Despite the fact that we liked to call it a “Ricktatorship” in past seasons, membership in Rick’s group is voluntary. Even at the height of Rick’s bad behavior, he wasn’t going to kill people who wanted to leave. At first glance, Woodbury was also a voluntary society, but the Governor’s pre-emptive strikes against anyone he considered a threat ultimately showed it to be a mini-imperialist state with an ignorant populace.
By waking up (metaphorically “being born”) in Slabtown, Beth is alive but also a slave. By being born in America, you are alive but also must do what those in power tell you lest you be imprisoned or legally killed. The laws you must obey extend beyond doing harm to others – for which your imprisonment or killing by the majority could be justified — and into areas such as smoking marijuana in your own home. You can’t leave, except to agree that this huge chunk of the Earth’s land will forever be off-limits to you, and even then you have to pay an exit tax. Clearly, our chains are much longer than those of traditional slaves, but just as clearly, we have not broken them.
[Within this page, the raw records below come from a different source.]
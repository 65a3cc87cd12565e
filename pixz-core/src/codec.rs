//! Single-block XZ codec (C4): encode one block's worth of input through the
//! LZMA2 filter chain, falling back to the uncompressible raw-chunk encoding
//! liblzma itself uses when a block would not shrink, and decode a block back
//! given its header and the stream's integrity check.
//!
//! Grounded on `lzma_safe::block::{BlockEncoder, BlockDecoder}`, which already
//! drive the streaming `lzma_block_encoder`/`lzma_block_decoder` pair; this
//! module only owns the budget/fallback policy a pipeline worker needs.

use lzma_safe::block::{encode_uncompressed_chunks, uncompressed_size, BlockDecoder, BlockEncoder};
use lzma_safe::encoder::options::{Compression, FilterConfig, FilterOptions, FilterType, IntegrityCheck};
use lzma_safe::Error as BackendError;

use crate::error::Result;
use crate::pool::WorkItem;

/// A single encoded XZ block: header bytes plus payload (compressed or raw
/// chunks, always including the trailing check value).
pub struct EncodedBlock {
    /// Block header bytes, written once before the payload.
    pub header: Vec<u8>,
    /// Payload bytes: compressed stream or raw LZMA2 chunks, check included.
    pub payload: Vec<u8>,
    /// Whether `payload` is the uncompressible raw-chunk fallback.
    pub uncompressible: bool,
    /// Exact `header + compressed-data + check` size the XZ Index field
    /// records for this block — excludes the Block Padding bytes folded into
    /// `payload`, which [`Index::append_block`](lzma_safe::Index::append_block)
    /// derives from this value instead of from `header.len() + payload.len()`.
    pub unpadded_size: u64,
}

/// Builds the single-filter LZMA2 chain a pixz block uses, from a preset.
///
/// # Errors
///
/// Returns an error if the linked liblzma does not recognize `level`.
fn lzma2_filter_chain(level: Compression) -> Result<Vec<FilterConfig>> {
    let opts = level.lzma2_options()?;
    Ok(vec![FilterConfig {
        filter_type: FilterType::Lzma2,
        options: Some(FilterOptions::Lzma(opts)),
    }])
}

/// Encodes `input` as a single XZ block, trying real LZMA2 compression first
/// and falling back to the raw (uncompressible) chunk encoding when the
/// compressed form would not fit a buffer sized for the worst case.
///
/// # Errors
///
/// Returns an error if the filter chain is invalid or the backend reports a
/// failure other than the buffer-full condition that triggers the fallback.
pub fn encode_block(level: Compression, check: IntegrityCheck, input: &[u8]) -> Result<EncodedBlock> {
    let filters = lzma2_filter_chain(level)?;
    let budget = uncompressed_size(input.len()) + check.size();

    let mut encoder = BlockEncoder::new(&filters, check)?;
    let header = encoder.header().to_vec();
    let mut payload = vec![0u8; budget];

    match drive_encoder(&mut encoder, input, &mut payload) {
        Ok(written) => {
            payload.truncate(written);
            let unpadded_size = encoder.unpadded_size();
            Ok(EncodedBlock {
                header,
                payload,
                uncompressible: false,
                unpadded_size,
            })
        }
        Err(BackendError::BufError) => {
            // LZMA2's own chunk format already supports literal (uncompressed)
            // chunks alongside compressed ones, so the block header — which
            // only describes the filter chain — stays valid for either.
            let needed = uncompressed_size(input.len()) + 4;
            let mut raw = vec![0u8; needed];
            let written = encode_uncompressed_chunks(input, &mut raw)?;
            raw.truncate(written);

            // The raw-chunk payload is already 4-byte aligned internally (the
            // chunk terminator padding), so unlike the general case its
            // unpadded size is simply header + payload: there is no separate
            // XZ Block Padding to account for on top of it.
            let unpadded_size = (header.len() + raw.len()) as u64;
            Ok(EncodedBlock {
                header,
                payload: raw,
                uncompressible: true,
                unpadded_size,
            })
        }
        Err(err) => Err(err.into()),
    }
}

/// Drives `encoder` to completion against a single in-memory `input`, calling
/// `encode` until liblzma signals no further progress is possible, and
/// returns the number of bytes written to `output`.
///
/// Caps iteration count defensively: with `output` sized for the worst case
/// a single call should finish the block, but liblzma's block encoder offers
/// no direct `is_finished` signal (unlike [`BlockDecoder`]), so this keeps
/// calling until a call makes no progress at all.
fn drive_encoder(encoder: &mut BlockEncoder, input: &[u8], output: &mut [u8]) -> std::result::Result<usize, BackendError> {
    let mut in_pos = 0;
    let mut out_pos = 0;
    let max_iters = input.len() + output.len() + 16;

    for _ in 0..max_iters {
        let (read, written) = encoder.encode(&input[in_pos..], &mut output[out_pos..], true)?;
        in_pos += read;
        out_pos += written;
        if read == 0 && written == 0 {
            break;
        }
    }
    Ok(out_pos)
}

/// Size in bytes of a block header, decoded from its first on-disk byte per
/// the XZ format: `(first_byte + 1) * 4`. liblzma's own header decoder uses
/// this same formula internally but, unlike this helper, does not bound-check
/// the header slice passed to it — callers reading a block's raw bytes off
/// disk (C8, C9) must compute this themselves to read exactly the right
/// number of header bytes before ever handing them to [`BlockDecoder::new`].
#[must_use]
pub fn block_header_size(first_byte: u8) -> usize {
    (usize::from(first_byte) + 1) * 4
}

/// Decodes a single XZ block given its already-read header bytes and the
/// stream's integrity check, returning the decompressed payload.
///
/// # Errors
///
/// Returns an error if `header` is not a valid block header or the payload
/// fails integrity checking.
pub fn decode_block(header: &[u8], check: IntegrityCheck, input: &[u8], uncompressed_size_hint: usize) -> Result<Vec<u8>> {
    let mut decoder = BlockDecoder::new(header, check)?;
    let mut output = vec![0u8; uncompressed_size_hint.max(1)];
    let mut in_pos = 0;
    let mut out_pos = 0;

    while !decoder.is_finished() {
        if out_pos == output.len() {
            output.resize(output.len() * 2, 0);
        }
        let (read, written) = decoder.decode(&input[in_pos..], &mut output[out_pos..])?;
        in_pos += read;
        out_pos += written;
        if read == 0 && written == 0 {
            break;
        }
    }

    output.truncate(out_pos);
    Ok(output)
}

/// Encodes a pipeline work item in place: `item.input` holds the raw
/// uncompressed chunk the splitter filled; on return `item.output` holds
/// `header || payload` for the resulting block and `item.unpadded_size`
/// holds the XZ Index value the merger (C9) needs to record it.
///
/// This is the `process_fn` a compress run hands to
/// [`crate::pipeline::Pipeline::start`] (see `pixz-cli`'s orchestration).
///
/// # Errors
///
/// Returns an error from [`encode_block`].
pub fn encode_work_item(level: Compression, check: IntegrityCheck, mut item: WorkItem) -> Result<WorkItem> {
    let block = encode_block(level, check, &item.input)?;
    item.output.clear();
    item.output.extend_from_slice(&block.header);
    item.output.extend_from_slice(&block.payload);
    item.unpadded_size = block.unpadded_size;
    Ok(item)
}

/// Decodes a pipeline work item in place: `item.input` holds the raw block
/// bytes (header followed by compressed payload) the splitter read;
/// `item.check` holds the stream's integrity check type. On return
/// `item.output` holds the decompressed payload.
///
/// This is the `process_fn` a decompress run hands to
/// [`crate::pipeline::Pipeline::start`] for [`crate::pool::ItemKind::Sized`]
/// items (see `pixz-cli`'s orchestration); `Continuation` items bypass the
/// worker pool entirely and never reach this function (SPEC_FULL.md §4.8).
///
/// # Errors
///
/// Returns [`crate::error::Error::Format`] if `item.input` is shorter than
/// its own declared block header, or an error from [`decode_block`].
pub fn decode_work_item(mut item: WorkItem) -> Result<WorkItem> {
    let header_size = block_header_size(*item.input.first().unwrap_or(&0));
    if header_size > item.input.len() {
        return Err(crate::error::Error::Format(
            "block header longer than block".to_string(),
        ));
    }
    let (header, payload) = item.input.split_at(header_size);
    let decoded = decode_block(header, item.check, payload, payload.len().max(1))?;
    item.output = decoded;
    Ok(item)
}

#[cfg(test)]
mod tests {
    use super::*;

    #[test]
    fn encode_then_decode_roundtrips_compressible_input() {
        let input = b"the quick brown fox jumps over the lazy dog ".repeat(64);
        let block = encode_block(Compression::Level1, IntegrityCheck::Crc32, &input).unwrap();
        assert!(!block.uncompressible);

        let decoded = decode_block(&block.header, IntegrityCheck::Crc32, &block.payload, input.len()).unwrap();
        assert_eq!(decoded, input);
    }

    #[test]
    fn encode_then_decode_roundtrips_incompressible_input() {
        // Pseudo-random bytes: compression should not shrink this, which may
        // or may not trip the BufError fallback depending on level, but the
        // roundtrip must hold either way.
        let mut input = Vec::with_capacity(4096);
        let mut state = 0x1234_5678u32;
        for _ in 0..4096 {
            state = state.wrapping_mul(1_103_515_245).wrapping_add(12_345);
            input.push((state >> 16) as u8);
        }

        let block = encode_block(Compression::Level6, IntegrityCheck::Crc32, &input).unwrap();
        let decoded = decode_block(&block.header, IntegrityCheck::Crc32, &block.payload, input.len()).unwrap();
        assert_eq!(decoded, input);
    }

    #[test]
    fn encode_empty_input_roundtrips() {
        let block = encode_block(Compression::Level1, IntegrityCheck::Crc32, &[]).unwrap();
        let decoded = decode_block(&block.header, IntegrityCheck::Crc32, &block.payload, 0).unwrap();
        assert!(decoded.is_empty());
    }

    #[test]
    fn encode_work_item_then_decode_work_item_roundtrips() {
        use crate::pool::Pool;

        let input = b"pixz work item round trip payload ".repeat(32);
        let mut item = Pool::new(1).into_items().pop().unwrap();
        item.input = input.clone();
        item.check = IntegrityCheck::Crc32;

        let encoded = encode_work_item(Compression::Level3, IntegrityCheck::Crc32, item).unwrap();
        assert!(encoded.unpadded_size > 0);
        assert_eq!(encoded.unpadded_size as usize, encoded.output.len());

        let mut decode_item = Pool::new(1).into_items().pop().unwrap();
        decode_item.input = encoded.output.clone();
        decode_item.check = IntegrityCheck::Crc32;
        let decoded = decode_work_item(decode_item).unwrap();
        assert_eq!(decoded.output, input);
    }

    #[test]
    fn block_header_size_matches_formula() {
        assert_eq!(block_header_size(0), 4);
        assert_eq!(block_header_size(1), 8);
        assert_eq!(block_header_size(15), 64);
    }

    #[test]
    fn block_header_size_matches_real_header_first_byte() {
        let block = encode_block(Compression::Level1, IntegrityCheck::Crc32, b"abc").unwrap();
        assert_eq!(block_header_size(block.header[0]), block.header.len());
    }
}
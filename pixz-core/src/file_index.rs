//! File-index codec (C6): encode/decode the auxiliary file-index block's
//! uncompressed content.
//!
//! Grounded on original pixz's `write_file_index*`/`read_file_index`
//! (`examples/original_source/src/write.c`, `src/read.c`). The original
//! streams this through a fixed-size intermediate buffer as it is produced
//! incrementally by `lzma_code`; here the whole block is always decoded into
//! memory first by [`crate::codec::decode_block`] (file-index blocks are
//! bounded by the number of tar members, never by [`crate::options::MAX_SPLIT_SIZE`]),
//! so encode/decode work directly against a single `&[u8]`/`Vec<u8>`.

use crate::error::{Error, Result};
use crate::session::FileIndexEntry;

/// Magic prefix identifying a file-index block's uncompressed content
/// (SPEC_FULL.md §3, §6).
pub const MAGIC: u64 = 0xDBAE_14D6_2E32_4CA6;

/// Encodes `entries` (already terminated by [`crate::session::FileIndexBuilder::finish`])
/// into the file-index block's uncompressed byte layout:
/// `MAGIC(8 LE) || (path NUL-terminated || offset(8 LE))*`.
#[must_use]
pub fn encode(entries: &[FileIndexEntry]) -> Vec<u8> {
    let size = entries.iter().map(|e| e.path.len() + 1 + 8).sum::<usize>() + 8;
    let mut out = Vec::with_capacity(size);
    out.extend_from_slice(&MAGIC.to_le_bytes());
    for entry in entries {
        out.extend_from_slice(&entry.path);
        out.push(0);
        out.extend_from_slice(&entry.offset.to_le_bytes());
    }
    out
}

/// Decodes a file-index block's uncompressed content.
///
/// # Errors
///
/// Returns [`Error::Format`] if the magic prefix is missing, or an entry is
/// truncated (no NUL terminator, or fewer than 8 trailing offset bytes).
pub fn decode(data: &[u8]) -> Result<Vec<FileIndexEntry>> {
    if !has_magic(data) {
        return Err(Error::Format("file-index magic mismatch".to_string()));
    }

    let mut entries = Vec::new();
    let mut pos = 8;
    loop {
        let nul = data[pos..]
            .iter()
            .position(|&b| b == 0)
            .ok_or_else(|| Error::Format("file-index entry missing NUL terminator".to_string()))?;
        let path = data[pos..pos + nul].to_vec();
        pos += nul + 1;

        if pos + 8 > data.len() {
            return Err(Error::Format("file-index entry missing offset".to_string()));
        }
        let offset = u64::from_le_bytes(data[pos..pos + 8].try_into().expect("8-byte slice"));
        pos += 8;

        let terminal = path.is_empty();
        entries.push(FileIndexEntry { path, offset });
        if terminal {
            break;
        }
    }
    Ok(entries)
}

/// Whether `data`'s first 8 bytes match the file-index magic — the reader's
/// detection heuristic (SPEC_FULL.md §3, §4.6, §9 "File-index detection on
/// streams").
#[must_use]
pub fn has_magic(data: &[u8]) -> bool {
    data.len() >= 8 && u64::from_le_bytes(data[0..8].try_into().expect("8-byte slice")) == MAGIC
}

#[cfg(test)]
mod tests {
    use super::*;

    fn entries() -> Vec<FileIndexEntry> {
        vec![
            FileIndexEntry {
                path: b"a".to_vec(),
                offset: 0,
            },
            FileIndexEntry {
                path: b"dir/b".to_vec(),
                offset: 612,
            },
            FileIndexEntry {
                path: Vec::new(),
                offset: 900,
            },
        ]
    }

    #[test]
    fn encode_starts_with_magic() {
        let out = encode(&entries());
        assert_eq!(&out[0..8], &MAGIC.to_le_bytes());
    }

    #[test]
    fn encode_then_decode_roundtrips() {
        let original = entries();
        let out = encode(&original);
        let decoded = decode(&out).unwrap();
        assert_eq!(decoded, original);
    }

    #[test]
    fn decode_rejects_wrong_magic() {
        let data = [0u8; 16];
        assert!(matches!(decode(&data), Err(Error::Format(_))));
    }

    #[test]
    fn decode_rejects_truncated_entry() {
        let mut out = encode(&entries());
        out.truncate(out.len() - 2);
        assert!(decode(&out).is_err());
    }

    #[test]
    fn has_magic_is_false_for_short_input() {
        assert!(!has_magic(&[1, 2, 3]));
    }
}
//! A DVD-Video title extraction toolkit.
//!
//! Parses a disc's IFO navigation structures, resolves titles through
//! their angle blocks, reconciles telecine (RFF) flags into a playable
//! timeline with derived chapter boundaries, and splits titles into
//! pieces, including byte-exact AC3 audio extraction straight from the
//! program stream sectors.
//!
//! # Modules
//!
//! - [`ifo`]: IFO navigation parsing (title table, program chains,
//!   cell address tables) and cross-validation between two parses
//! - [`title`]: title resolution, telecine reconciliation, chapter
//!   derivation and the split engine
//! - [`format`]: MPEG program stream demultiplexing over raw sectors
//! - [`codec`]: AC3 sync-frame parsing and split re-framing
//! - [`av`]: the host-pipeline seams (video/audio stream handles,
//!   frame indexing)
//! - [`config`]: tunable tolerances for the consistency checks
//!
//! The crate never decodes pixels or audio samples. Video and audio
//! handles come from a host media pipeline through the traits in
//! [`av`]; this crate slices, concatenates and re-tags them, and the
//! only bytes it touches directly are navigation data and AC3 frames.

pub mod av;
pub mod codec;
pub mod config;
pub mod error;
pub mod format;
pub mod ifo;
pub mod title;
pub mod utils;

pub use error::{DvdError, Result};
pub use ifo::DiscStructure;
pub use title::{get_title, RffMode, Title};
Dawn begins to explain that Beth has to eat the food Slabtown provides in order to have the strength to work and pay off her debt of having eaten the food … and then kind of trails off as she realizes the endless loop she is describing. The lesson is that 1) Beth will never pay off the debt, because it’s impossible, and 2) she is being ruled by those in uniform in Slabtown — she is not free to leave.
“Slabtown” – the episode, not the town — contends that freedom and prosperity for all can only come from voluntary interaction and negotiation. If Slabtown operated under the principles of Rick’s group, Beth likely would have stayed and contributed. Of course, some of the people saved by Slabtown (if they were truly saving people, and not kidnapping them) would have taken the free medical care and split, thus leaving the Slabtown citizens with fewer resources and nothing to show for it other than the knowledge that they did the right thing. But most would not behave this way, because 1) most people are inherently good, and 2) it’s better to live among a free, cooperative people than to take one’s chances with the walkers. Indeed, Rick’s tight-knit group is an example of this.
“Slabtown” unambiguously shows that rule by force rather than voluntarism is immoral, and I suspect this is no accident on the part of the writers. I think the next step in the Slabtown arc will be to show that rule by force is ultimately unsustainable. Beth has already peppered a few doubts into Dawn’s psyche about the morality of her governance. And if Gorman is the only one benefitting from the current set-up, and a healthy Carol is lined up on the other side … well, let’s just say Gorman is going to pay what he owes.